Dessin de Gerd Arntz pour isotype modifié pour l'illustration par NCI Studio.

Nous avons l’habitude de voir les marques de luxe utiliser les outils numériques comme physiques pour mettre en valeur leur passé. Ce lien entre histoire, présent et innovation renforce la confiance entre la marque, ses partenaires et ses clients, qu’ils soient consommateurs ou entreprises. Le monde du luxe a pour lui la beauté des objets, le soin avec lequel ils ont pu être conservés et l’attrait d’un héritage encore vivant et inspirant.

NCI collabore ainsi avec le service patrimoine de Guerlain sur une série de Cahiers du patrimoine, carnets rassemblant des articles thématiques issus du fonds patrimonial, mis en récit par le service Patrimoine de Guerlain, et mis en scène avec les standards graphiques du magazine de mode. Publiés et adaptés au fil des saisons, ils reflètent la longue et riche histoire de la marque et de ses gammes de produits, et chroniquent le développement de ses savoir-faire.

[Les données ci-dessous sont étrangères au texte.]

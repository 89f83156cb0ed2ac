//! Persistent ledger of completed downloads
//!
//! The ledger is a flat JSON file mapping stable file ids to records of
//! completed downloads. It is the single source of truth for deduplication
//! and resume: re-running over the same channel skips every file the ledger
//! already contains. A file id is only committed after its bytes are safely
//! on disk, so the ledger never claims a file that does not exist.

use crate::error::{Error, Result};
use crate::types::{FileId, FileRecord};
use chrono::{DateTime, Utc};
use serde::{Deserialize, Serialize};
use std::collections::HashMap;
use std::path::{Path, PathBuf};

/// On-disk shape of the ledger file
#[derive(Debug, Default, Serialize, Deserialize)]
struct LedgerFile {
    /// When the ledger was last written
    last_updated: Option<DateTime<Utc>>,
    /// Completed downloads keyed by file id
    #[serde(default)]
    files: HashMap<FileId, FileRecord>,
}

/// In-memory view of the download ledger, backed by a JSON file
///
/// `contains` is an O(1) in-memory lookup; `commit` persists the whole
/// ledger durably before returning. Commits rewrite the file via a temp
/// file and atomic rename, so a crash mid-commit leaves the previous
/// ledger intact.
#[derive(Debug)]
pub struct LedgerStore {
    path: PathBuf,
    records: HashMap<FileId, FileRecord>,
}

impl LedgerStore {
    /// Load the ledger from `path`
    ///
    /// A missing file yields an empty ledger (first run). A file that exists
    /// but cannot be parsed yields [`Error::CorruptLedger`]; the caller
    /// decides whether to abort or move the file aside and start fresh.
    /// A corrupt ledger is never silently replaced.
    pub fn load(path: impl Into<PathBuf>) -> Result<Self> {
        let path = path.into();

        let contents = match std::fs::read_to_string(&path) {
            Ok(contents) => contents,
            Err(e) if e.kind() == std::io::ErrorKind::NotFound => {
                tracing::debug!(path = %path.display(), "No ledger file, starting empty");
                return Ok(Self {
                    path,
                    records: HashMap::new(),
                });
            }
            Err(e) => return Err(e.into()),
        };

        let file: LedgerFile =
            serde_json::from_str(&contents).map_err(|e| Error::CorruptLedger {
                path: path.clone(),
                reason: e.to_string(),
            })?;

        tracing::info!(
            path = %path.display(),
            entries = file.files.len(),
            "Loaded download ledger"
        );

        Ok(Self {
            path,
            records: file.files,
        })
    }

    /// Whether a file id has already been downloaded
    pub fn contains(&self, file_id: &FileId) -> bool {
        self.records.contains_key(file_id)
    }

    /// Get the record for a file id, if present
    pub fn get(&self, file_id: &FileId) -> Option<&FileRecord> {
        self.records.get(file_id)
    }

    /// Number of committed entries
    pub fn len(&self) -> usize {
        self.records.len()
    }

    /// Whether the ledger has no entries
    pub fn is_empty(&self) -> bool {
        self.records.is_empty()
    }

    /// Iterate over all committed records
    pub fn records(&self) -> impl Iterator<Item = &FileRecord> {
        self.records.values()
    }

    /// Path of the backing file
    pub fn path(&self) -> &Path {
        &self.path
    }

    /// Insert a record and durably persist the ledger before returning
    ///
    /// Committing an id that is already present overwrites the previous
    /// record (last write wins); commits are idempotent.
    pub fn commit(&mut self, record: FileRecord) -> Result<()> {
        self.records.insert(record.file_id.clone(), record);
        self.persist()
    }

    /// Rewrite the backing file from the in-memory map
    fn persist(&self) -> Result<()> {
        let file = LedgerFile {
            last_updated: Some(Utc::now()),
            files: self.records.clone(),
        };
        let json = serde_json::to_string_pretty(&file)?;

        if let Some(parent) = self.path.parent()
            && !parent.as_os_str().is_empty()
        {
            std::fs::create_dir_all(parent)?;
        }

        // Write-to-temp then rename so a crash cannot corrupt the ledger
        let tmp_path = self.path.with_extension("json.tmp");
        std::fs::write(&tmp_path, &json)?;
        std::fs::rename(&tmp_path, &self.path)?;

        Ok(())
    }
}
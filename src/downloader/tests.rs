//! Downloader tests with scripted lister and fetcher stubs.

use super::{MediaDownloader, RunRequest};
use crate::client::{ChannelInfo, MediaFetcher, MessageLister};
use crate::config::Config;
use crate::error::{Error, Result};
use crate::ledger::LedgerStore;
use crate::types::{Event, FileId, MediaCandidate, MediaKind, MediaSelection, SkipReason};
use async_trait::async_trait;
use chrono::Utc;
use std::sync::Arc;
use std::sync::atomic::{AtomicU32, Ordering};
use std::time::Duration;
use tempfile::TempDir;

struct StubLister {
    candidates: Vec<MediaCandidate>,
    fail_resolve: bool,
}

#[async_trait]
impl MessageLister for StubLister {
    async fn resolve_channel(&self, channel: &str) -> Result<ChannelInfo> {
        if self.fail_resolve {
            return Err(Error::InvalidChannel(channel.to_string()));
        }
        Ok(ChannelInfo {
            id: 42,
            name: channel.to_string(),
            title: format!("Title of {channel}"),
        })
    }

    async fn list_media(
        &self,
        _channel: &ChannelInfo,
        _selection: MediaSelection,
        _limit: Option<u32>,
    ) -> Result<Vec<MediaCandidate>> {
        Ok(self.candidates.clone())
    }
}

/// Fetcher that fails a scripted number of times before yielding the payload.
///
/// Remote ids listed in `permanent_ids` always fail with a permanent error.
struct StubFetcher {
    payload: Vec<u8>,
    transient_failures: u32,
    permanent_ids: Vec<String>,
    calls: AtomicU32,
}

impl StubFetcher {
    fn ok(payload: &[u8]) -> Self {
        Self {
            payload: payload.to_vec(),
            transient_failures: 0,
            permanent_ids: Vec::new(),
            calls: AtomicU32::new(0),
        }
    }

    fn calls(&self) -> u32 {
        self.calls.load(Ordering::SeqCst)
    }
}

#[async_trait]
impl MediaFetcher for StubFetcher {
    async fn fetch(&self, candidate: &MediaCandidate) -> Result<Vec<u8>> {
        let call = self.calls.fetch_add(1, Ordering::SeqCst) + 1;
        if self.permanent_ids.contains(&candidate.remote_id) {
            return Err(Error::Auth("forbidden".into()));
        }
        if call <= self.transient_failures {
            return Err(Error::Timeout("simulated timeout".into()));
        }
        Ok(self.payload.clone())
    }
}

fn test_config(dir: &TempDir) -> Config {
    let mut config = Config::default();
    config.download.output_dir = dir.path().join("out");
    config.download.ledger_path = dir.path().join("state.json");
    config.download.organize_by_channel = false;
    config.download.organize_by_date = false;
    config.download.retry.max_attempts = 3;
    config.download.retry.initial_delay = Duration::from_millis(1);
    config.download.retry.max_delay = Duration::from_millis(5);
    config.download.retry.backoff_multiplier = 1.0;
    config.download.retry.jitter = false;
    config
}

fn candidate(message_id: i64, name: &str, ext: &str, size: u64) -> MediaCandidate {
    MediaCandidate {
        file_id: FileId::for_media(MediaKind::Document, message_id, message_id * 10),
        remote_id: format!("remote_{message_id}"),
        channel_id: 42,
        channel_name: "test_channel".into(),
        message_id,
        file_name: Some(name.to_string()),
        extension: Some(ext.to_string()),
        size_bytes: size,
        kind: MediaKind::Document,
        mime_type: None,
        message_date: Utc::now(),
        sender: Some("alice".into()),
    }
}

async fn downloader(
    config: Config,
    candidates: Vec<MediaCandidate>,
    fetcher: Arc<StubFetcher>,
) -> MediaDownloader {
    let lister = Arc::new(StubLister {
        candidates,
        fail_resolve: false,
    });
    MediaDownloader::new(config, lister, fetcher)
        .await
        .expect("downloader should initialize")
}

fn drain_events(rx: &mut tokio::sync::broadcast::Receiver<Event>) -> Vec<Event> {
    let mut events = Vec::new();
    while let Ok(event) = rx.try_recv() {
        events.push(event);
    }
    events
}

#[tokio::test]
async fn successful_run_writes_file_and_commits_ledger() {
    let dir = TempDir::new().unwrap();
    let config = test_config(&dir);
    let fetcher = Arc::new(StubFetcher::ok(b"hello world"));
    let dl = downloader(config.clone(), vec![candidate(1, "report.pdf", ".pdf", 11)], fetcher).await;

    let summary = dl.run(RunRequest::new("chan")).await.unwrap();

    assert_eq!(summary.succeeded, 1);
    assert_eq!(summary.failed, 0);
    assert_eq!(summary.bytes_downloaded, 11);

    let path = config.download.output_dir.join("documents/report.pdf");
    assert_eq!(std::fs::read(&path).unwrap(), b"hello world");

    // Reload from disk rather than trusting in-memory state
    let ledger = LedgerStore::load(&config.download.ledger_path).unwrap();
    let record = ledger
        .get(&FileId::for_media(MediaKind::Document, 1, 10))
        .expect("record should be committed");
    assert_eq!(record.file_path, std::path::PathBuf::from("documents/report.pdf"));
    assert_eq!(
        record.content_hash,
        "b94d27b9934d3e08a52e52d7da7dabfac484efe37a5380ee9088f7ace2efcde9"
    );
}

#[tokio::test]
async fn sidecar_metadata_written_next_to_file() {
    let dir = TempDir::new().unwrap();
    let config = test_config(&dir);
    let fetcher = Arc::new(StubFetcher::ok(b"data"));
    let dl = downloader(config.clone(), vec![candidate(1, "clip.mp4", ".mp4", 4)], fetcher).await;

    dl.run(RunRequest::new("chan")).await.unwrap();

    let sidecar = config.download.output_dir.join("documents/clip.mp4.json");
    let text = std::fs::read_to_string(&sidecar).unwrap();
    let value: serde_json::Value = serde_json::from_str(&text).unwrap();
    assert_eq!(value["message_id"], 1);
    assert_eq!(value["channel_name"], "test_channel");
}

#[tokio::test]
async fn second_run_skips_committed_files() {
    let dir = TempDir::new().unwrap();
    let config = test_config(&dir);
    let fetcher = Arc::new(StubFetcher::ok(b"payload"));
    let dl = downloader(
        config,
        vec![candidate(1, "a.bin", ".bin", 7)],
        fetcher.clone(),
    )
    .await;

    let first = dl.run(RunRequest::new("chan")).await.unwrap();
    let second = dl.run(RunRequest::new("chan")).await.unwrap();

    assert_eq!(first.succeeded, 1);
    assert_eq!(second.succeeded, 0);
    assert_eq!(second.skipped_duplicates, 1);
    assert_eq!(fetcher.calls(), 1);
}

#[tokio::test]
async fn dry_run_performs_no_io() {
    let dir = TempDir::new().unwrap();
    let config = test_config(&dir);
    let fetcher = Arc::new(StubFetcher::ok(b"payload"));
    let dl = downloader(
        config.clone(),
        vec![candidate(1, "a.bin", ".bin", 7)],
        fetcher.clone(),
    )
    .await;

    let mut request = RunRequest::new("chan");
    request.dry_run = true;
    let summary = dl.run(request).await.unwrap();

    assert_eq!(summary.skipped_dry_run, 1);
    assert_eq!(summary.succeeded, 0);
    assert_eq!(fetcher.calls(), 0);
    assert_eq!(dl.ledger_len().await, 0);
    // Output dir was created at construction but nothing was written into it
    let entries: Vec<_> = std::fs::read_dir(&config.download.output_dir)
        .unwrap()
        .collect();
    assert!(entries.is_empty());
}

#[tokio::test]
async fn transient_failures_retry_until_success() {
    let dir = TempDir::new().unwrap();
    let config = test_config(&dir);
    let fetcher = Arc::new(StubFetcher {
        payload: b"late".to_vec(),
        transient_failures: 2,
        permanent_ids: Vec::new(),
        calls: AtomicU32::new(0),
    });
    let dl = downloader(config, vec![candidate(1, "a.bin", ".bin", 4)], fetcher.clone()).await;

    let summary = dl.run(RunRequest::new("chan")).await.unwrap();

    assert_eq!(summary.succeeded, 1);
    assert_eq!(fetcher.calls(), 3);
}

#[tokio::test]
async fn exhausted_retries_report_failure_with_attempt_count() {
    let dir = TempDir::new().unwrap();
    let config = test_config(&dir);
    let fetcher = Arc::new(StubFetcher {
        payload: Vec::new(),
        transient_failures: u32::MAX,
        permanent_ids: Vec::new(),
        calls: AtomicU32::new(0),
    });
    let dl = downloader(config, vec![candidate(1, "a.bin", ".bin", 4)], fetcher.clone()).await;
    let mut rx = dl.subscribe();

    let summary = dl.run(RunRequest::new("chan")).await.unwrap();

    assert_eq!(summary.failed, 1);
    assert_eq!(fetcher.calls(), 3);
    assert_eq!(dl.ledger_len().await, 0);

    let events = drain_events(&mut rx);
    let failed = events
        .iter()
        .find_map(|e| match e {
            Event::DownloadFailed { attempts, .. } => Some(*attempts),
            _ => None,
        })
        .expect("DownloadFailed event");
    assert_eq!(failed, 3);
}

#[tokio::test]
async fn permanent_failure_stops_after_one_attempt() {
    let dir = TempDir::new().unwrap();
    let config = test_config(&dir);
    let fetcher = Arc::new(StubFetcher {
        payload: Vec::new(),
        transient_failures: 0,
        permanent_ids: vec!["remote_1".into()],
        calls: AtomicU32::new(0),
    });
    let dl = downloader(config, vec![candidate(1, "a.bin", ".bin", 4)], fetcher.clone()).await;

    let summary = dl.run(RunRequest::new("chan")).await.unwrap();

    assert_eq!(summary.failed, 1);
    assert_eq!(fetcher.calls(), 1);
}
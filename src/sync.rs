//! Shared-memory primitives handed across worker threads.
//!
//! Both types are thin handles over a reference-counted backing cell. A
//! handle can be exported with `to_shareable` and rebuilt on another thread
//! with `from_shareable`; every handle built from the same shareable observes
//! the same memory.

use std::sync::atomic::{AtomicI32, AtomicI64, Ordering};
use std::sync::Arc;

use parking_lot::{Condvar, Mutex};

/// Transferable backing memory of a [`SharedI64`].
#[derive(Debug, Clone)]
pub struct ShareableI64(Arc<AtomicI64>);

/// A 64-bit signed integer visible to every thread holding a handle to it.
#[derive(Debug)]
pub struct SharedI64 {
    cell: Arc<AtomicI64>,
}

impl SharedI64 {
    /// A fresh zero-valued integer.
    pub fn new() -> Self {
        Self {
            cell: Arc::new(AtomicI64::new(0)),
        }
    }

    pub fn from_shareable(shareable: ShareableI64) -> Self {
        Self { cell: shareable.0 }
    }

    pub fn to_shareable(&self) -> ShareableI64 {
        ShareableI64(Arc::clone(&self.cell))
    }

    pub fn load(&self) -> i64 {
        self.cell.load(Ordering::Acquire)
    }

    /// Replace the value with `next` if it currently equals `expected`.
    ///
    /// Returns the value observed before the exchange, successful or not.
    pub fn compare_exchange(&self, expected: i64, next: i64) -> i64 {
        match self
            .cell
            .compare_exchange(expected, next, Ordering::AcqRel, Ordering::Acquire)
        {
            Ok(previous) | Err(previous) => previous,
        }
    }
}

impl Default for SharedI64 {
    fn default() -> Self {
        Self::new()
    }
}

const FREE: i32 = 0;
const LOCKED: i32 = 1;

/// Lock word plus the wait queue sleeping threads park on.
#[derive(Debug, Default)]
struct MutexState {
    word: AtomicI32,
    waiters: Mutex<()>,
    wakeup: Condvar,
}

/// Transferable backing memory of a [`SharedMutex`].
#[derive(Debug, Clone)]
pub struct ShareableMutex(Arc<MutexState>);

/// Two-state lock living in shared memory.
///
/// Acquisition is a compare-and-exchange from free to locked; contended
/// threads sleep on a condition variable until the holder releases the word,
/// so no waiter spins while the lock is held.
#[derive(Debug)]
pub struct SharedMutex {
    state: Arc<MutexState>,
}

impl SharedMutex {
    pub fn new() -> Self {
        Self {
            state: Arc::new(MutexState::default()),
        }
    }

    pub fn from_shareable(shareable: ShareableMutex) -> Self {
        Self { state: shareable.0 }
    }

    pub fn to_shareable(&self) -> ShareableMutex {
        ShareableMutex(Arc::clone(&self.state))
    }

    /// Block until the lock is ours. Released when the guard is dropped.
    pub fn lock(&self) -> SharedMutexGuard<'_> {
        loop {
            if self.try_acquire() {
                return SharedMutexGuard { mutex: self };
            }
            let mut waiters = self.state.waiters.lock();
            // Re-checked under the wait queue lock: a release that happened
            // after the failed exchange must not be missed.
            if self.state.word.load(Ordering::Acquire) == LOCKED {
                self.state.wakeup.wait(&mut waiters);
            }
        }
    }

    #[cfg(test)]
    fn try_lock(&self) -> Option<SharedMutexGuard<'_>> {
        self.try_acquire().then(|| SharedMutexGuard { mutex: self })
    }

    #[cfg(test)]
    fn is_locked(&self) -> bool {
        self.state.word.load(Ordering::Acquire) == LOCKED
    }

    fn try_acquire(&self) -> bool {
        self.state
            .word
            .compare_exchange(FREE, LOCKED, Ordering::Acquire, Ordering::Relaxed)
            .is_ok()
    }

    /// Flip the word back to free and wake one sleeper.
    ///
    /// # Panics
    /// Panics if the lock was not held: that is a bug in the caller, never a
    /// recoverable condition.
    fn release(&self) {
        let released = self
            .state
            .word
            .compare_exchange(LOCKED, FREE, Ordering::Release, Ordering::Relaxed)
            .is_ok();
        assert!(
            released,
            "inconsistent lock state: released a mutex that was not held"
        );
        let _waiters = self.state.waiters.lock();
        self.state.wakeup.notify_one();
    }
}

impl Default for SharedMutex {
    fn default() -> Self {
        Self::new()
    }
}

/// Proof of holding a [`SharedMutex`].
#[derive(Debug)]
pub struct SharedMutexGuard<'a> {
    mutex: &'a SharedMutex,
}

impl Drop for SharedMutexGuard<'_> {
    fn drop(&mut self) {
        self.mutex.release();
    }
}
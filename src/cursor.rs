//! The shared input cursor workers reserve byte ranges from.

use crate::sync::{ShareableI64, ShareableMutex, SharedI64, SharedMutex, SharedMutexGuard};

/// Transferable handle to a [`SharedCursor`]'s backing memory.
#[derive(Debug, Clone)]
pub struct CursorHandle {
    position: ShareableI64,
    lock: ShareableMutex,
}

/// Offset of the first unread byte of the input, shared by all workers.
///
/// The position only moves forward, and only through a [`Reservation`]: the
/// lock is taken before the position is read and released after it has been
/// advanced, so no two workers can ever claim overlapping bytes.
#[derive(Debug)]
pub struct SharedCursor {
    position: SharedI64,
    lock: SharedMutex,
}

impl SharedCursor {
    /// A fresh cursor at offset zero.
    pub fn new() -> Self {
        Self {
            position: SharedI64::new(),
            lock: SharedMutex::new(),
        }
    }

    pub fn from_shareable(handle: CursorHandle) -> Self {
        Self {
            position: SharedI64::from_shareable(handle.position),
            lock: SharedMutex::from_shareable(handle.lock),
        }
    }

    pub fn to_shareable(&self) -> CursorHandle {
        CursorHandle {
            position: self.position.to_shareable(),
            lock: self.lock.to_shareable(),
        }
    }

    /// Current offset, without taking the lock.
    pub fn read(&self) -> u64 {
        self.position.load() as u64
    }

    /// Enter the critical section and observe the current offset.
    ///
    /// Blocks while another worker holds a reservation. Dropping the
    /// reservation without committing leaves the cursor where it was.
    pub fn reserve(&self) -> Reservation<'_> {
        let guard = self.lock.lock();
        let offset = self.position.load();
        Reservation {
            cursor: self,
            offset,
            _guard: guard,
        }
    }
}

impl Default for SharedCursor {
    fn default() -> Self {
        Self::new()
    }
}

/// Exclusive claim on the cursor, starting at [`Reservation::offset`].
#[derive(Debug)]
pub struct Reservation<'a> {
    cursor: &'a SharedCursor,
    offset: i64,
    _guard: SharedMutexGuard<'a>,
}

impl Reservation<'_> {
    pub fn offset(&self) -> u64 {
        self.offset as u64
    }

    /// Advance the cursor past `consumed` bytes and leave the critical section.
    ///
    /// Returns the new offset.
    pub fn commit(self, consumed: u64) -> u64 {
        let next = self.offset + consumed as i64;
        let previous = self.cursor.position.compare_exchange(self.offset, next);
        assert_eq!(
            previous, self.offset,
            "cursor moved while a reservation was held"
        );
        next as u64
    }
}

#[cfg(test)]
mod tests {
    use super::*;
    use std::sync::{Arc, Mutex};
    use std::thread;

    #[test]
    fn test_new_cursor_starts_at_zero() {
        let cursor = SharedCursor::new();
        assert_eq!(cursor.read(), 0);
        assert_eq!(cursor.reserve().offset(), 0);
    }

    #[test]
    fn test_commit_advances() {
        let cursor = SharedCursor::new();
        assert_eq!(cursor.reserve().commit(10), 10);
        assert_eq!(cursor.reserve().commit(5), 15);
        assert_eq!(cursor.read(), 15);
    }

    #[test]
    fn test_abandoned_reservation_leaves_cursor() {
        let cursor = SharedCursor::new();
        cursor.reserve().commit(3);
        {
            let reservation = cursor.reserve();
            assert_eq!(reservation.offset(), 3);
        }
        assert_eq!(cursor.read(), 3);
        // The lock was released with the abandoned reservation.
        assert_eq!(cursor.reserve().commit(1), 4);
    }

    #[test]
    fn test_shared_handles_advance_same_cursor() {
        let cursor = SharedCursor::new();
        let other = SharedCursor::from_shareable(cursor.to_shareable());
        other.reserve().commit(7);
        assert_eq!(cursor.read(), 7);
    }

    #[test]
    fn test_concurrent_reservations_partition_range() {
        let cursor = SharedCursor::new();
        let claimed = Arc::new(Mutex::new(Vec::new()));
        let end = 10_000u64;

        let handles: Vec<_> = (0..6u64)
            .map(|i| {
                let cursor = SharedCursor::from_shareable(cursor.to_shareable());
                let claimed = Arc::clone(&claimed);
                thread::spawn(move || loop {
                    let reservation = cursor.reserve();
                    let offset = reservation.offset();
                    if offset >= end {
                        return;
                    }
                    // Vary the claim size per thread.
                    let len = (7 + i * 3).min(end - offset);
                    reservation.commit(len);
                    claimed.lock().unwrap().push(offset..offset + len);
                })
            })
            .collect();
        for handle in handles {
            handle.join().unwrap();
        }

        let mut ranges = claimed.lock().unwrap().clone();
        ranges.sort_by_key(|r| r.start);
        let mut expected_start = 0;
        for range in &ranges {
            assert_eq!(range.start, expected_start);
            expected_start = range.end;
        }
        assert_eq!(expected_start, end);
        assert_eq!(cursor.read(), end);
    }
}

Mais le patrimoine industriel n’est pas en reste, de plus en plus valorisé, à travers inventaires, organisation des archives et expositions muséales. L’engouement récent des visiteurs pour les friches et sites industriels indique un goût vif pour l’histoire des techniques qui ont accompagné les transformations sociales massives du siècle dernier. Le numérique est alors un complément indispensable à l’accessibilité de ces archives aussi bien qu’à leur mise en scène. L’enjeu est en effet de faire du récit du passé un trait d’union entre l’entreprise et ses utilisateurs. Quelle que soit sa taille et la longueur de son histoire, une marque gagne à faire infuser les valeurs et leçons de son passé dans tous ses services, tant pour communiquer ses valeurs que pour inspirer des innovations futures. En remontant aux sources, la marque démontre également sa capacité d’adaptation aux évolutions du marché et de la technologie.

Dans ce contexte, quel rôle peut jouer le digital et, par extension, le design, pour faire de ce passé un récit porteur au présent ?

Le design accompagne le département chargé des archives dans la digitalisation de son inventaire. Il permet de concevoir une plateforme facile à explorer et à s’approprier, par le grand public ou les collaborateurs en interne. Rendre disponible le catalogue des archives ainsi que certaines pièces choisies, comme a su le faire Saint Gobain, permet aux chercheurs comme aux visiteurs de se faire ambassadeurs de la marque, en exploitant pour leur propre compte les archives proposées. La marque est dès lors intégrée à une réflexion sociale, historique et technique qui souligne la portée de son action et participe de son rayonnement comme de son RSE.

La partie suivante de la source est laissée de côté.